>>>
use uuid::Uuid;

use crate::domain::errors::DomainError;
use crate::domain::ports::InventoryRepository;
use crate::domain::secret::SecretImport;
use crate::domain::stock::StockLevel;

/// Largest secret batch accepted in one import.
pub const MAX_IMPORT_BATCH: usize = 5_000;

#[derive(Clone)]
pub struct InventoryService<R> {
    repo: R,
}

impl<R: InventoryRepository> InventoryService<R> {
    pub fn new(repo: R) -> Self {
        Self { repo }
    }

    pub fn import_secrets(
        &self,
        product_id: Uuid,
        sku_id: Option<Uuid>,
        secrets: Vec<String>,
    ) -> Result<SecretImport, DomainError> {
        if secrets.is_empty() || secrets.len() > MAX_IMPORT_BATCH {
            return Err(DomainError::InvalidInput(format!(
                "a secret batch holds between 1 and {} entries",
                MAX_IMPORT_BATCH
            )));
        }
        self.repo.import_secrets(product_id, sku_id, &secrets)
    }

    pub fn stock_level(&self, product_id: Uuid, sku_id: Option<Uuid>) -> Result<StockLevel, DomainError> {
        self.repo.stock_level(product_id, sku_id)
    }
}

#[cfg(test)]
mod tests {
    use std::sync::Mutex;

    use super::*;
    use crate::domain::order::FulfillmentType;

    #[derive(Default)]
    struct InMemoryInventory {
        secrets: Mutex<Vec<String>>,
    }

    impl InventoryRepository for InMemoryInventory {
        fn import_secrets(
            &self,
            _product_id: Uuid,
            _sku_id: Option<Uuid>,
            secrets: &[String],
        ) -> Result<SecretImport, DomainError> {
            let mut pool = self.secrets.lock().unwrap();
            pool.extend_from_slice(secrets);
            Ok(SecretImport {
                imported: secrets.len(),
                available: pool.len() as i64,
            })
        }

        fn stock_level(&self, product_id: Uuid, sku_id: Option<Uuid>) -> Result<StockLevel, DomainError> {
            Ok(StockLevel {
                product_id,
                sku_id,
                fulfillment_type: FulfillmentType::Auto,
                available: Some(self.secrets.lock().unwrap().len() as i64),
            })
        }
    }

    #[test]
    fn rejects_empty_and_oversized_batches() {
        let service = InventoryService::new(InMemoryInventory::default());
        let product = Uuid::new_v4();

        assert!(matches!(
            service.import_secrets(product, None, Vec::new()),
            Err(DomainError::InvalidInput(_))
        ));
        let oversized = vec!["K".to_string(); MAX_IMPORT_BATCH + 1];
        assert!(matches!(
            service.import_secrets(product, None, oversized),
            Err(DomainError::InvalidInput(_))
        ));

        let imported = service
            .import_secrets(product, None, vec!["K-1".into(), "K-2".into()])
            .unwrap();
        assert_eq!(imported, SecretImport { imported: 2, available: 2 });
        assert_eq!(service.stock_level(product, None).unwrap().available, Some(2));
    }
}
use diesel::pg::PgConnection;
use diesel::r2d2::{ConnectionManager, Pool};

pub type DbPool = Pool<ConnectionManager<PgConnection>>;

pub fn create_pool(database_url: &str) -> Result<DbPool, r2d2::Error> {
    let manager = ConnectionManager::<PgConnection>::new(database_url);
    Pool::builder().build(manager)
}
<<<
**What you should do:**
Go through the data line by line and say how many lines contain "Option". Give the number alone.

**Result for this task:**
4